LuckyMouse’s goal of attacking the Asian data center is accessing and compromising government websites, according to Kaspersky “at one fell swoop.” The data center holds a massive amount of valuable and sensitive information and hosts a variety of government websites. In the past, this group was known to use weaponized documents that exploited Microsoft Office vulnerability. However, according to this recent report, the hackers inject a malicious JavaScript and then use their signature move – a watering hole attack.

Watering hole attacks work by infecting websites that members of a group or entity are known to frequent. From there, the user’s computer is infected with malware, giving hackers access to target the network where the user is employed. The watering hole sites are usually well-known and reputable websites with secure reputations. The last thing many of their users expect is having their devices infected on these sites, so their guard is likely down. In this case, the LuckyMouse watering hole targeted employees of the government national data center.

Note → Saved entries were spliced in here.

//! Runs callables on a [`WorkerPool`] under one of four ordering policies.

use super::{
    config::PoolOptions,
    errors::{panic_message, DispatchError, PoolError, TaskError},
    handle::{AsyncState, TaskHandle, TaskResult},
    model::{OrderingKey, OrderingMode},
    pool::{Work, WorkerPool},
};
use parking_lot::Mutex;
use std::{
    collections::{hash_map::Entry, HashMap, VecDeque},
    fmt, mem,
    panic::{self, AssertUnwindSafe},
    sync::{Arc, OnceLock},
};


pub const SHARED_POOL_NAME: &str = "task-dispatcher";

static SHARED_POOL: OnceLock<Arc<WorkerPool>> = OnceLock::new();

type TaskFn<A, R> = Box<dyn FnOnce(&A) -> R + Send + 'static>;
type CompletionFn<A, R> = Box<dyn FnOnce(&TaskResult<A, R>) + Send + 'static>;


/// A callable submitted to the dispatcher, optionally tied to an ordering key.
pub struct Task<A, R> {
    key: Option<OrderingKey>,
    f: TaskFn<A, R>,
}

impl<A, R> Task<A, R> {
    /// An unbound task. Rejected in [`OrderingMode::ByTaskTargetKey`].
    pub fn new<F>(f: F) -> Self
    where
        F: FnOnce(&A) -> R + Send + 'static,
    {
        Self { key: None, f: Box::new(f) }
    }

    /// A task bound to `target`; tasks sharing a target share a queue.
    pub fn bound<T, F>(target: &Arc<T>, f: F) -> Self
    where
        T: ?Sized + Send + Sync + 'static,
        F: FnOnce(&T, &A) -> R + Send + 'static,
    {
        let target = Arc::clone(target);
        Self {
            key: Some(OrderingKey::of(&target)),
            f: Box::new(move |args| f(&target, args)),
        }
    }

    pub fn keyed<F>(key: OrderingKey, f: F) -> Self
    where
        F: FnOnce(&A) -> R + Send + 'static,
    {
        Self { key: Some(key), f: Box::new(f) }
    }

    #[inline]
    pub fn key(&self) -> Option<OrderingKey> {
        self.key
    }
}

impl<A, R> fmt::Debug for Task<A, R> {
    fn fmt(&self, f: &mut fmt::Formatter<'_>) -> fmt::Result {
        f.debug_struct("Task").field("key", &self.key).finish_non_exhaustive()
    }
}


/// Callback run with the populated [`TaskResult`] after a task completes.
pub struct Completion<A, R> {
    key: Option<OrderingKey>,
    f: CompletionFn<A, R>,
}

impl<A, R> Completion<A, R> {
    pub fn new<F>(f: F) -> Self
    where
        F: FnOnce(&TaskResult<A, R>) + Send + 'static,
    {
        Self { key: None, f: Box::new(f) }
    }

    pub fn bound<T, F>(target: &Arc<T>, f: F) -> Self
    where
        T: ?Sized + Send + Sync + 'static,
        F: FnOnce(&T, &TaskResult<A, R>) + Send + 'static,
    {
        let target = Arc::clone(target);
        Self {
            key: Some(OrderingKey::of(&target)),
            f: Box::new(move |result| f(&target, result)),
        }
    }

    pub fn keyed<F>(key: OrderingKey, f: F) -> Self
    where
        F: FnOnce(&TaskResult<A, R>) + Send + 'static,
    {
        Self { key: Some(key), f: Box::new(f) }
    }

    #[inline]
    pub fn key(&self) -> Option<OrderingKey> {
        self.key
    }
}

impl<A, R> fmt::Debug for Completion<A, R> {
    fn fmt(&self, f: &mut fmt::Formatter<'_>) -> fmt::Result {
        f.debug_struct("Completion").field("key", &self.key).finish_non_exhaustive()
    }
}


/// One submission, owned by the job closure until it runs.
///
/// Dropped without running, it completes its result as abandoned.
struct Invocation<A, R> {
    task: Option<TaskFn<A, R>>,
    completion: Option<CompletionFn<A, R>>,
    result: Arc<TaskResult<A, R>>,
}

impl<A, R> Invocation<A, R> {
    fn run(mut self) {
        let Some(task) = self.task.take() else { return };

        let outcome = panic::catch_unwind(AssertUnwindSafe(|| task(self.result.args())))
            .map_err(|payload| TaskError::Panicked(panic_message(payload.as_ref())));
        if let Err(err) = &outcome {
            tracing::debug!(error = %err, "task faulted");
        }

        // waiters are released before the completion callback runs
        self.result.complete(outcome);

        if let Some(completion) = self.completion.take() {
            let result: &TaskResult<A, R> = &self.result;
            if let Err(payload) = panic::catch_unwind(AssertUnwindSafe(|| completion(result))) {
                tracing::error!(
                    error = %panic_message(payload.as_ref()),
                    "completion callback panicked"
                );
            }
        }
    }
}

impl<A, R> Drop for Invocation<A, R> {
    fn drop(&mut self) {
        if self.task.is_some() {
            self.result.complete(Err(TaskError::Abandoned));
        }
        // the completion callback, if any, has returned by now
        self.result.settle();
    }
}


#[derive(Debug, Clone, Copy, PartialEq, Eq)]
enum Slot {
    Unordered,
    Key(OrderingKey),
    Sequential,
}

#[derive(Default)]
struct Queues {
    /// A present key means its head job is in flight.
    by_key: HashMap<OrderingKey, VecDeque<Work>>,
    sequential: VecDeque<Work>,
    executing: bool,
}

impl Queues {
    /// Frees `slot` and hands back everything still queued behind it.
    fn drain(&mut self, slot: Slot) -> VecDeque<Work> {
        match slot {
            Slot::Unordered => VecDeque::new(),
            Slot::Key(key) => self.by_key.remove(&key).unwrap_or_default(),
            Slot::Sequential => {
                self.executing = false;
                mem::take(&mut self.sequential)
            }
        }
    }
}

struct Inner {
    mode: OrderingMode,
    pool: Arc<WorkerPool>,
    queues: Mutex<Queues>,
}

impl Inner {
    /// Frees `slot` and hands its next queued job, if any, to the pool.
    ///
    /// Queued jobs carry no slot guard, so dropping a backlog unrun abandons
    /// each entry without re-entering here.
    fn release(self: &Arc<Self>, slot: Slot) {
        let (next, backlog) = {
            let mut q = self.queues.lock();
            if self.pool.is_disposed() {
                (None, q.drain(slot))
            } else {
                let next = match slot {
                    Slot::Unordered => None,
                    Slot::Key(key) => {
                        let next = q.by_key.get_mut(&key).and_then(VecDeque::pop_front);
                        if next.is_none() {
                            q.by_key.remove(&key);
                        }
                        next
                    }
                    Slot::Sequential => {
                        let next = q.sequential.pop_front();
                        if next.is_none() {
                            q.executing = false;
                        }
                        next
                    }
                };
                (next, VecDeque::new())
            }
        };

        if !backlog.is_empty() {
            tracing::debug!(abandoned = backlog.len(), "pool disposed, queued tasks abandoned");
        }
        drop(backlog);

        if let Some(entry) = next {
            // a rejected job drops its guard, which lands in the drain above
            if let Err(err) = self.dispatch(slot, entry) {
                tracing::debug!(error = %err, "queued task abandoned");
            }
        }
    }

    /// Submits `entry` with a guard that releases `slot` once it is done.
    fn dispatch(self: &Arc<Self>, slot: Slot, entry: Work) -> Result<(), PoolError> {
        let guard = SlotGuard {
            inner: Arc::clone(self),
            slot,
        };
        self.pool.submit(Box::new(move || {
            entry();
            drop(guard);
        }))
    }
}

/// Releases the ordering slot when the job finishes or is dropped unrun.
struct SlotGuard {
    inner: Arc<Inner>,
    slot: Slot,
}

impl Drop for SlotGuard {
    fn drop(&mut self) {
        self.inner.release(self.slot);
    }
}


/// Executes tasks on a worker pool, serializing them per [`OrderingMode`].
///
/// ```no_run
/// use ordered_pool::{OrderedTaskDispatcher, OrderingMode, Task};
///
/// let dispatcher = OrderedTaskDispatcher::new(OrderingMode::Sequential)?;
/// let handle = dispatcher.execute(Task::new(|(a, b): &(i32, i32)| a + b), None, None, (2, 3))?;
/// assert_eq!(dispatcher.end_invoke(handle), Ok(5));
/// # Ok::<(), ordered_pool::DispatchError>(())
/// ```
pub struct OrderedTaskDispatcher {
    inner: Arc<Inner>,
}

impl OrderedTaskDispatcher {
    /// Dispatcher on the process-wide pool named [`SHARED_POOL_NAME`].
    pub fn new(mode: OrderingMode) -> Result<Self, DispatchError> {
        Ok(Self::with_pool(mode, shared_pool()?))
    }

    pub fn with_pool(mode: OrderingMode, pool: Arc<WorkerPool>) -> Self {
        Self {
            inner: Arc::new(Inner {
                mode,
                pool,
                queues: Mutex::new(Queues::default()),
            }),
        }
    }

    /// Applies `options` to the shared pool, creating it if needed.
    pub fn configure_shared_pool(options: &PoolOptions) -> Result<(), DispatchError> {
        shared_pool()?.configure(options)?;
        Ok(())
    }

    #[inline]
    pub fn mode(&self) -> OrderingMode {
        self.inner.mode
    }

    #[inline]
    pub fn pool(&self) -> &Arc<WorkerPool> {
        &self.inner.pool
    }

    /// Submissions waiting behind an in-flight task of the same queue.
    pub fn pending_count(&self) -> usize {
        let q = self.inner.queues.lock();
        q.by_key.values().map(VecDeque::len).sum::<usize>() + q.sequential.len()
    }

    /// Submits `task` with `args`.
    ///
    /// The returned handle exists before the task starts. Task panics are
    /// captured into the result; completion panics are logged and dropped.
    pub fn execute<A, R>(
        &self,
        task: Task<A, R>,
        completion: Option<Completion<A, R>>,
        state: Option<AsyncState>,
        args: A,
    ) -> Result<TaskHandle<A, R>, DispatchError>
    where
        A: Send + Sync + 'static,
        R: Send + 'static,
    {
        let slot = match self.inner.mode {
            OrderingMode::Unordered => Slot::Unordered,
            OrderingMode::ByTaskTargetKey => Slot::Key(task.key.ok_or(DispatchError::MissingTarget)?),
            OrderingMode::ByReturnTargetKey => Slot::Key(
                completion
                    .as_ref()
                    .and_then(Completion::key)
                    .ok_or(DispatchError::MissingCompletion)?,
            ),
            OrderingMode::Sequential => Slot::Sequential,
        };
        if self.inner.pool.is_disposed() {
            return Err(PoolError::Disposed(self.inner.pool.name().to_string()).into());
        }

        let result = Arc::new(TaskResult::new(args, state));
        let invocation = Invocation {
            task: Some(task.f),
            completion: completion.map(|c| c.f),
            result: result.clone(),
        };
        let job: Work = Box::new(move || invocation.run());

        let immediate = {
            let mut q = self.inner.queues.lock();
            match slot {
                Slot::Unordered => Some(job),
                Slot::Key(key) => match q.by_key.entry(key) {
                    Entry::Occupied(mut list) => {
                        list.get_mut().push_back(job);
                        None
                    }
                    Entry::Vacant(vacant) => {
                        vacant.insert(VecDeque::new());
                        Some(job)
                    }
                },
                Slot::Sequential => {
                    if q.executing {
                        q.sequential.push_back(job);
                        None
                    } else {
                        q.executing = true;
                        Some(job)
                    }
                }
            }
        };

        if let Some(job) = immediate {
            // a rejected job is dropped, which releases the slot it claimed
            self.inner.dispatch(slot, job)?;
        }

        Ok(TaskHandle::new(result))
    }

    /// Blocks until the task behind `handle` completes.
    pub fn end_invoke<A, R>(&self, handle: TaskHandle<A, R>) -> Result<R, TaskError> {
        handle.end_invoke()
    }
}

impl fmt::Debug for OrderedTaskDispatcher {
    fn fmt(&self, f: &mut fmt::Formatter<'_>) -> fmt::Result {
        f.debug_struct("OrderedTaskDispatcher")
            .field("mode", &self.inner.mode)
            .field("pool", &self.inner.pool.name())
            .field("pending", &self.pending_count())
            .finish()
    }
}


fn shared_pool() -> Result<Arc<WorkerPool>, PoolError> {
    if let Some(pool) = SHARED_POOL.get() {
        return Ok(pool.clone());
    }
    let pool = Arc::new(WorkerPool::new(SHARED_POOL_NAME)?);
    // a concurrent initializer may win; the spare pool is disposed on drop
    Ok(SHARED_POOL.get_or_init(|| pool).clone())
}
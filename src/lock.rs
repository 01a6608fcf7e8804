//! Reentrant lock that refuses acquisitions closing a two-thread wait cycle.
//!
//! Every live lock is recorded in a process-wide registry together with its
//! owner and the threads waiting on it. Before a thread blocks on a lock held
//! by someone else, the registry is checked for the reverse edge: a lock the
//! requester holds that the owner is already waiting for. Longer cycles are
//! not detected.

use super::{
    errors::{DeadlockError, LockError},
    model::WaitTimeout,
};
use parking_lot::{Condvar, Mutex};
use std::{
    backtrace::Backtrace,
    collections::{BTreeMap, HashMap},
    fmt,
    marker::PhantomData,
    sync::{
        atomic::{AtomicBool, AtomicU64, AtomicUsize, Ordering},
        Arc,
    },
    thread::{self, ThreadId},
    time::Instant,
};


static NEXT_TOKEN: AtomicU64 = AtomicU64::new(1);
static NEXT_LOCK: AtomicU64 = AtomicU64::new(1);
static REGISTRY: Mutex<Registry> = Mutex::new(Registry {
    locks: BTreeMap::new(),
});

thread_local! {
    static THREAD_TOKEN: u64 = NEXT_TOKEN.fetch_add(1, Ordering::Relaxed);
}

/// Process-unique token of the calling thread. Zero is never handed out.
#[inline]
fn current_token() -> u64 {
    THREAD_TOKEN.with(|t| *t)
}


/// Where and when a thread started waiting for (or took) a lock.
#[derive(Debug)]
pub struct WaitContext {
    pub thread: ThreadId,
    pub thread_name: String,
    pub since: Instant,
    /// Captured according to `RUST_BACKTRACE`; disabled otherwise.
    pub backtrace: Backtrace,
}

impl WaitContext {
    fn capture() -> Self {
        let current = thread::current();
        let thread_name = current
            .name()
            .map(str::to_owned)
            .unwrap_or_else(|| format!("{:?}", current.id()));
        Self {
            thread: current.id(),
            thread_name,
            since: Instant::now(),
            backtrace: Backtrace::capture(),
        }
    }
}


struct LockBook {
    name: String,
    owner: u64,
    owner_context: Option<Arc<WaitContext>>,
    waiters: HashMap<u64, Arc<WaitContext>>,
}

struct Registry {
    locks: BTreeMap<u64, LockBook>,
}

impl Registry {
    /// A lock other than `requested`, owned by `me`, that `owner` waits on.
    fn find_cycle(&self, requested: u64, me: u64, owner: u64) -> Option<(&LockBook, Arc<WaitContext>)> {
        self.locks
            .iter()
            .filter(|(id, book)| **id != requested && book.owner == me)
            .find_map(|(_, book)| book.waiters.get(&owner).map(|ctx| (book, ctx.clone())))
    }
}
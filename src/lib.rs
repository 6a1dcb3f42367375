//! Skate Sim - movement and collision core for an arcade skateboarding game
//!
//! Core modules:
//! - `sim`: Per-frame skater simulation (park geometry, collisions, motion modes, tricks)
//! - `settings`: Data-driven skater kinematics
//! - `error`: Geometry and configuration errors

pub mod error;
pub mod settings;
pub mod sim;

pub use error::{GeometryError, SettingsError};
pub use settings::Settings;

use glam::Vec3;

/// Simulation constants
///
/// Collision tolerances. Tunable kinematics are in `Settings`.
pub mod consts {
    use glam::Vec3;

    /// Fixed simulation timestep used by the demo host
    pub const SIM_DT: f32 = 1.0 / 60.0;

    /// Half the side length of the square park
    pub const PARK_HALF_SIZE: f32 = 50.0;

    /// Extra footprint around ramps and pipes still counted as contact
    pub const RAMP_FOOTPRINT_MARGIN: f32 = 1.0;
    /// Vertical tolerance above/below an incline surface
    pub const RAMP_BASE_TOLERANCE: f32 = 1.0;
    /// Additional tolerance per unit of |tan(pitch)|
    pub const RAMP_STEEP_TOLERANCE_GAIN: f32 = 0.5;
    /// Inclines steeper than this get a boosted normal
    pub const STEEP_RAMP_ANGLE: f32 = std::f32::consts::PI / 6.0;
    /// Scale on the normal's y component for steep inclines
    pub const STEEP_NORMAL_BOOST: f32 = 1.1;

    /// Radial band around a pipe arc counted as contact
    pub const CURVE_CONTACT_DISTANCE: f32 = 1.0;
    /// Maximum height above the arc center still tested
    pub const CURVE_CENTER_HEADROOM: f32 = 1.0;

    /// Extra rail length counted as contact
    pub const RAIL_LENGTH_MARGIN: f32 = 1.0;
    /// How far below the rail top still counts as "from above"
    pub const RAIL_ABOVE_THRESHOLD: f32 = 0.25;
    /// Lateral reach (in rail widths) for contacts from above
    pub const RAIL_ABOVE_WIDTH_FACTOR: f32 = 3.0;
    /// Lateral reach (in rail widths) for side contacts
    pub const RAIL_SIDE_WIDTH_FACTOR: f32 = 1.5;
    /// Vertical reach (in rail heights) above and below the top
    pub const RAIL_HEIGHT_FACTOR: f32 = 1.5;
    /// Approach envelope, in rail widths
    pub const RAIL_APPROACH_WIDTH_FACTOR: f32 = 3.0;
    /// Approach envelope, in rail heights
    pub const RAIL_APPROACH_HEIGHT_FACTOR: f32 = 4.0;
    /// Approach envelope length margin
    pub const RAIL_APPROACH_LENGTH_MARGIN: f32 = 2.0;

    /// Half extents of the skater used to inflate boxes
    pub const SKATER_EXTENTS: Vec3 = Vec3::new(0.5, 0.1, 0.5);
    /// Penetration depth clamp
    pub const MIN_PENETRATION: f32 = 0.2;
    pub const MAX_PENETRATION: f32 = 1.5;
    /// Distance from a wall plane counted as contact
    pub const WALL_BAND: f32 = 2.0;
    /// Normals with y above this count as a top face
    pub const TOP_FACE_NORMAL_Y: f32 = 0.7;

    /// Default restitution for `bounce`
    pub const DEFAULT_RESTITUTION: f32 = 0.5;
    /// Restitution used by the post-move obstacle push-out
    pub const POST_MOVE_RESTITUTION: f32 = 0.4;

    /// Height kept above a ramp surface after snapping
    pub const SURFACE_CLEARANCE: f32 = 0.05;
    /// Height kept above an obstacle top after landing on it
    pub const OBSTACLE_TOP_CLEARANCE: f32 = 0.2;
    /// Vertical band above a box top that still supports the skater
    pub const SUPPORT_BAND: f32 = 0.3;
}

/// Yaw of a horizontal direction, measured about +Y from +Z
#[inline]
pub fn heading(direction: Vec3) -> f32 {
    direction.x.atan2(direction.z)
}
//! Riding inclines and pipes

use glam::Vec3;
use rand::Rng;

use super::collision::CollisionResult;
use super::park::{Incline, Pipe};
use super::tick::{Skater, flat_unit};
use crate::consts::*;

impl<R: Rng> Skater<R> {
    /// Follow an incline whose contact was predicted at `next`
    pub(super) fn ride_incline(
        &mut self,
        incline: &Incline,
        contact: &CollisionResult,
        next: Vec3,
        dt: f32,
    ) {
        let max_speed = self.settings.max_speed;
        let gravity = self.physics.gravity.abs();
        let state = &mut self.state;

        let ramp_y = incline.height_at(next.z);
        let can_climb = state.position.y >= ramp_y - 1.0
            || state.velocity.y.abs() < 5.0
            || (state.position.z - incline.position.z).abs() > incline.dimensions.length * 0.3;
        if !can_climb {
            state.position += state.velocity * dt;
            return;
        }

        state.position.x += state.velocity.x * dt;
        state.position.z += state.velocity.z * dt;
        state.position.y = ramp_y + SURFACE_CLEARANCE;
        state.motion.land();

        let n = contact.normal;
        let slope = incline.slope();
        let along = slope.sin() * gravity;
        let steepness = (slope * 3.0).min(1.0);

        // Travel direction, not facing: riding backward flips it
        let travel_sign = if state.speed < 0.0 { -1.0 } else { 1.0 };
        let travel = state.direction * travel_sign;
        let downhill = travel.dot(Vec3::new(n.x, 0.0, n.z)) > 0.0 || state.velocity.y < 0.0;

        let mut magnitude = state.speed.abs();
        if downhill {
            magnitude = (magnitude + along * dt * 0.2).min(max_speed * (1.0 + steepness * 0.5));
        } else {
            magnitude -= along * dt * (0.25 + steepness * 0.1);
        }
        state.speed = travel_sign * magnitude;

        if state.speed.abs() < 1.0 && slope > 0.1 {
            state.speed = if state.speed < 0.0 { -1.0 } else { 1.0 };
        }

        state.velocity.y = 0.0;
        state.sync_velocity_from_speed();
    }

    /// Follow a half-pipe or quarter-pipe arc
    pub(super) fn ride_pipe(&mut self, pipe: &Pipe, contact: &CollisionResult, dt: f32) {
        let max_speed = self.settings.max_speed;
        let state = &mut self.state;

        let from_above =
            state.velocity.y <= 0.0 || state.position.y >= pipe.position.y + 0.2;
        if !from_above {
            state.position += state.velocity * dt;
            return;
        }

        state.position.x += state.velocity.x * dt * 0.95;
        state.position.z += state.velocity.z * dt * 0.95;
        state.motion.land();

        let n = contact.normal;
        let sf = (state.speed.abs() / max_speed).min(1.0);

        state.velocity.y = (state.velocity.y * 0.3).max(0.0);
        if n.x.abs() > 0.8 && state.speed.abs() > max_speed * 0.6 {
            state.velocity.y += 0.5 * sf;
        }

        if state.speed > 1.0 {
            state.speed = (state.speed + (state.velocity.y * 0.3).abs()).min(max_speed * 1.2);
            let adapt = 0.2 + n.x.abs() * 0.3;
            let blended = Vec3::new(
                (1.0 - adapt) * state.direction.x + adapt * n.x,
                0.0,
                state.direction.z,
            );
            state.direction = flat_unit(blended, state.direction);
        }

        state.sync_velocity_from_speed();
        state.velocity.x += n.x * (2.0 + sf * 1.5);

        let arc = pipe.profile_at(state.position.x);
        if let Some(height) = arc.height_at(state.position.x) {
            state.position.y = height + SURFACE_CLEARANCE;
            if arc.near_lip(height) && state.speed.abs() < 3.0 {
                let toward_center = if arc.center.x < state.position.x { -1.0 } else { 1.0 };
                state.position.x += toward_center * 0.05;
            }
        }
    }
}
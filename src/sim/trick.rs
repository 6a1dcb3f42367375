//! Aerial tricks and scoring

use std::f32::consts::{PI, TAU};

use glam::Vec3;
use serde::{Deserialize, Serialize};

/// Flip and shuvit tricks available in the air
#[derive(Debug, Clone, Copy, PartialEq, Eq, Hash, Serialize, Deserialize)]
pub enum TrickKind {
    Kickflip,
    Heelflip,
    ThreeSixtyFlip,
    Shuvit,
}

impl TrickKind {
    pub fn name(&self) -> &'static str {
        match self {
            TrickKind::Kickflip => "Kickflip",
            TrickKind::Heelflip => "Heelflip",
            TrickKind::ThreeSixtyFlip => "360 Flip",
            TrickKind::Shuvit => "Shuvit",
        }
    }

    /// Full board rotation (Euler x, y, z) at completion
    pub fn target_rotation(&self) -> Vec3 {
        match self {
            TrickKind::Kickflip => Vec3::new(0.0, 0.0, TAU),
            TrickKind::Heelflip => Vec3::new(0.0, 0.0, -TAU),
            TrickKind::ThreeSixtyFlip => Vec3::new(TAU, PI, 0.0),
            TrickKind::Shuvit => Vec3::new(0.0, PI, 0.0),
        }
    }

    /// Seconds to complete
    pub fn duration(&self) -> f32 {
        match self {
            TrickKind::Kickflip | TrickKind::Heelflip => 1.0,
            TrickKind::ThreeSixtyFlip => 1.2,
            TrickKind::Shuvit => 0.8,
        }
    }

    pub fn points(&self) -> u32 {
        match self {
            TrickKind::Kickflip | TrickKind::Heelflip => 100,
            TrickKind::ThreeSixtyFlip => 150,
            TrickKind::Shuvit => 50,
        }
    }
}

/// A trick in flight
#[derive(Debug, Clone, Copy, PartialEq, Serialize, Deserialize)]
pub struct TrickProgress {
    pub kind: TrickKind,
    /// Seconds since the trick started
    pub elapsed: f32,
}

impl TrickProgress {
    pub fn new(kind: TrickKind) -> Self {
        Self { kind, elapsed: 0.0 }
    }

    /// Fraction complete in [0, 1]
    #[inline]
    pub fn progress(&self) -> f32 {
        (self.elapsed / self.kind.duration()).min(1.0)
    }

    #[inline]
    pub fn is_complete(&self) -> bool {
        self.progress() >= 1.0
    }
}

/// Emitted once when a trick finishes in the air
#[derive(Debug, Clone, Copy, PartialEq, Eq, Serialize)]
pub struct CompletedTrick {
    pub name: &'static str,
    pub points: u32,
}

impl From<TrickKind> for CompletedTrick {
    fn from(kind: TrickKind) -> Self {
        Self {
            name: kind.name(),
            points: kind.points(),
        }
    }
}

What LuckyMouse does with the hacked information is yet to be known. The possibilities are endless and are a source of great concern. Whether a hacking group is state-sponsored or their target is a government, we know their intentions are politically or financially motivated – or both. A state-sponsored North Korean hacking group targeted Sony Pictures. They were set to release a film portraying Kim Jong Un in an unflattering light and successfully had the film pulled from public release.

We know Russia targeted the 2016 US presidential election, and earlier this year, thousands of government websites worldwide were hacked to mine cryptocurrency. LuckyMouse may have successfully hacked a central Asian country this time, but groups like them and many more are waiting to pounce on a data system, often targeting human weakness. Their motives may vary, but the result is often the same – success. What it also shows is that even national governments are vulnerable to attack. If they are, your organization is too.